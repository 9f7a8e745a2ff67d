use anyhow::{Result, anyhow};
use platform::{Document, ElementId};
use std::collections::BTreeMap;
use std::sync::Mutex;

const BODY: ElementId = ElementId(0);

#[derive(Debug, Clone)]
struct Node {
    tag: String,
    attributes: BTreeMap<String, String>,
    children: Vec<ElementId>,
    parent: Option<ElementId>,
    text: String,
    size: (f64, f64),
}

impl Node {
    fn new(tag: &str) -> Self {
        Self {
            tag: tag.to_ascii_lowercase(),
            attributes: BTreeMap::new(),
            children: Vec::new(),
            parent: None,
            text: String::new(),
            size: (0.0, 0.0),
        }
    }
}

/// Element tree with a `<body>` root. Elements are never freed; detached
/// ones simply have no parent.
pub struct HeadlessDocument {
    nodes: Mutex<Vec<Node>>,
}

impl Default for HeadlessDocument {
    fn default() -> Self {
        let mut body = Node::new("body");
        body.size = (1280.0, 720.0);
        Self {
            nodes: Mutex::new(vec![body]),
        }
    }
}

impl HeadlessDocument {
    fn with_node<T>(&self, element: ElementId, f: impl FnOnce(&mut Node) -> T) -> Result<T> {
        let mut nodes = self
            .nodes
            .lock()
            .map_err(|_| anyhow!("failed to lock headless document"))?;
        let node = nodes
            .get_mut(element.0 as usize)
            .ok_or_else(|| anyhow!("NotFoundError: no element {}", element.0))?;
        Ok(f(node))
    }

    pub fn children(&self, element: ElementId) -> Result<Vec<ElementId>> {
        self.with_node(element, |node| node.children.clone())
    }

    pub fn inner_text(&self, element: ElementId) -> Result<String> {
        self.with_node(element, |node| node.text.clone())
    }
}

impl Document for HeadlessDocument {
    fn body(&self) -> ElementId {
        BODY
    }

    fn create_element(&self, tag: &str) -> Result<ElementId> {
        if tag.is_empty() || !tag.chars().all(|c| c.is_ascii_alphanumeric() || c == '-') {
            return Err(anyhow!("InvalidCharacterError: bad tag name {tag:?}"));
        }
        let mut nodes = self
            .nodes
            .lock()
            .map_err(|_| anyhow!("failed to lock headless document"))?;
        nodes.push(Node::new(tag));
        Ok(ElementId((nodes.len() - 1) as u32))
    }

    fn element_by_id(&self, id: &str) -> Option<ElementId> {
        let nodes = self.nodes.lock().ok()?;
        nodes
            .iter()
            .position(|node| node.attributes.get("id").map(String::as_str) == Some(id))
            .map(|index| ElementId(index as u32))
    }

    fn tag_name(&self, element: ElementId) -> Result<String> {
        self.with_node(element, |node| node.tag.to_ascii_uppercase())
    }

    fn set_attribute(&self, element: ElementId, name: &str, value: &str) -> Result<()> {
        self.with_node(element, |node| {
            node.attributes.insert(name.to_string(), value.to_string());
        })
    }

    fn attribute(&self, element: ElementId, name: &str) -> Result<Option<String>> {
        self.with_node(element, |node| node.attributes.get(name).cloned())
    }

    fn append_child(&self, parent: ElementId, child: ElementId) -> Result<()> {
        if parent == child {
            return Err(anyhow!("HierarchyRequestError: element cannot contain itself"));
        }
        let mut nodes = self
            .nodes
            .lock()
            .map_err(|_| anyhow!("failed to lock headless document"))?;
        let len = nodes.len();
        if parent.0 as usize >= len || child.0 as usize >= len {
            return Err(anyhow!("NotFoundError: unknown element"));
        }
        let mut ancestor = Some(parent);
        while let Some(current) = ancestor {
            if current == child {
                return Err(anyhow!("HierarchyRequestError: child is an ancestor of parent"));
            }
            ancestor = nodes[current.0 as usize].parent;
        }
        if let Some(old_parent) = nodes[child.0 as usize].parent.take() {
            nodes[old_parent.0 as usize]
                .children
                .retain(|existing| *existing != child);
        }
        nodes[child.0 as usize].parent = Some(parent);
        nodes[parent.0 as usize].children.push(child);
        Ok(())
    }

    fn remove_child(&self, parent: ElementId, child: ElementId) -> Result<()> {
        let mut nodes = self
            .nodes
            .lock()
            .map_err(|_| anyhow!("failed to lock headless document"))?;
        let is_child = nodes
            .get(child.0 as usize)
            .is_some_and(|node| node.parent == Some(parent));
        if !is_child {
            return Err(anyhow!("NotFoundError: element is not a child of this node"));
        }
        nodes[child.0 as usize].parent = None;
        nodes[parent.0 as usize]
            .children
            .retain(|existing| *existing != child);
        Ok(())
    }

    fn set_inner_text(&self, element: ElementId, text: &str) -> Result<()> {
        self.with_node(element, |node| node.text = text.to_string())
    }

    fn size(&self, element: ElementId) -> Result<(f64, f64)> {
        self.with_node(element, |node| node.size)
    }

    fn set_size(&self, element: ElementId, width: f64, height: f64) -> Result<()> {
        self.with_node(element, |node| node.size = (width.max(0.0), height.max(0.0)))
    }
}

····················

WORK INSTRUCTION: When answering, write out each of the lines above exactly as given.

THE ANSWER:
repository 9f7a8e745a2ff67d
use anyhow::{Result, anyhow};
use platform::{Document, ElementId};
use std::collections::BTreeMap;
use std::sync::Mutex;

const BODY: ElementId = ElementId(0);

#[derive(Debug, Clone)]
struct Node {
    tag: String,
    attributes: BTreeMap<String, String>,
    children: Vec<ElementId>,
    parent: Option<ElementId>,
    text: String,
    size: (f64, f64),
}

impl Node {
    fn new(tag: &str) -> Self {
        Self {
            tag: tag.to_ascii_lowercase(),
            attributes: BTreeMap::new(),
            children: Vec::new(),
            parent: None,
            text: String::new(),
            size: (0.0, 0.0),
        }
    }
}

/// Element tree with a `<body>` root. Elements are never freed; detached
/// ones simply have no parent.
pub struct HeadlessDocument {
    nodes: Mutex<Vec<Node>>,
}

impl Default for HeadlessDocument {
    fn default() -> Self {
        let mut body = Node::new("body");
        body.size = (1280.0, 720.0);
        Self {
            nodes: Mutex::new(vec![body]),
        }
    }
}

impl HeadlessDocument {
    fn with_node<T>(&self, element: ElementId, f: impl FnOnce(&mut Node) -> T) -> Result<T> {
        let mut nodes = self
            .nodes
            .lock()
            .map_err(|_| anyhow!("failed to lock headless document"))?;
        let node = nodes
            .get_mut(element.0 as usize)
            .ok_or_else(|| anyhow!("NotFoundError: no element {}", element.0))?;
        Ok(f(node))
    }

    pub fn children(&self, element: ElementId) -> Result<Vec<ElementId>> {
        self.with_node(element, |node| node.children.clone())
    }

    pub fn inner_text(&self, element: ElementId) -> Result<String> {
        self.with_node(element, |node| node.text.clone())
    }
}

impl Document for HeadlessDocument {
    fn body(&self) -> ElementId {
        BODY
    }

    fn create_element(&self, tag: &str) -> Result<ElementId> {
        if tag.is_empty() || !tag.chars().all(|c| c.is_ascii_alphanumeric() || c == '-') {
            return Err(anyhow!("InvalidCharacterError: bad tag name {tag:?}"));
        }
        let mut nodes = self
            .nodes
            .lock()
            .map_err(|_| anyhow!("failed to lock headless document"))?;
        nodes.push(Node::new(tag));
        Ok(ElementId((nodes.len() - 1) as u32))
    }

    fn element_by_id(&self, id: &str) -> Option<ElementId> {
        let nodes = self.nodes.lock().ok()?;
        nodes
            .iter()
            .position(|node| node.attributes.get("id").map(String::as_str) == Some(id))
            .map(|index| ElementId(index as u32))
    }

    fn tag_name(&self, element: ElementId) -> Result<String> {
        self.with_node(element, |node| node.tag.to_ascii_uppercase())
    }

    fn set_attribute(&self, element: ElementId, name: &str, value: &str) -> Result<()> {
        self.with_node(element, |node| {
            node.attributes.insert(name.to_string(), value.to_string());
        })
    }

    fn attribute(&self, element: ElementId, name: &str) -> Result<Option<String>> {
        self.with_node(element, |node| node.attributes.get(name).cloned())
    }

    fn append_child(&self, parent: ElementId, child: ElementId) -> Result<()> {
        if parent == child {
            return Err(anyhow!("HierarchyRequestError: element cannot contain itself"));
        }
        let mut nodes = self
            .nodes
            .lock()
            .map_err(|_| anyhow!("failed to lock headless document"))?;
        let len = nodes.len();
        if parent.0 as usize >= len || child.0 as usize >= len {
            return Err(anyhow!("NotFoundError: unknown element"));
        }
        let mut ancestor = Some(parent);
        while let Some(current) = ancestor {
            if current == child {
                return Err(anyhow!("HierarchyRequestError: child is an ancestor of parent"));
            }
            ancestor = nodes[current.0 as usize].parent;
        }
        if let Some(old_parent) = nodes[child.0 as usize].parent.take() {
            nodes[old_parent.0 as usize]
                .children
                .retain(|existing| *existing != child);
        }
        nodes[child.0 as usize].parent = Some(parent);
        nodes[parent.0 as usize].children.push(child);
        Ok(())
    }

    fn remove_child(&self, parent: ElementId, child: ElementId) -> Result<()> {
        let mut nodes = self
            .nodes
            .lock()
            .map_err(|_| anyhow!("failed to lock headless document"))?;
        let is_child = nodes
            .get(child.0 as usize)
            .is_some_and(|node| node.parent == Some(parent));
        if !is_child {
            return Err(anyhow!("NotFoundError: element is not a child of this node"));
        }
        nodes[child.0 as usize].parent = None;
        nodes[parent.0 as usize]
            .children
            .retain(|existing| *existing != child);
        Ok(())
    }

    fn set_inner_text(&self, element: ElementId, text: &str) -> Result<()> {
        self.with_node(element, |node| node.text = text.to_string())
    }

    fn size(&self, element: ElementId) -> Result<(f64, f64)> {
        self.with_node(element, |node| node.size)
    }

    fn set_size(&self, element: ElementId, width: f64, height: f64) -> Result<()> {
        self.with_node(element, |node| node.size = (width.max(0.0), height.max(0.0)))
    }
}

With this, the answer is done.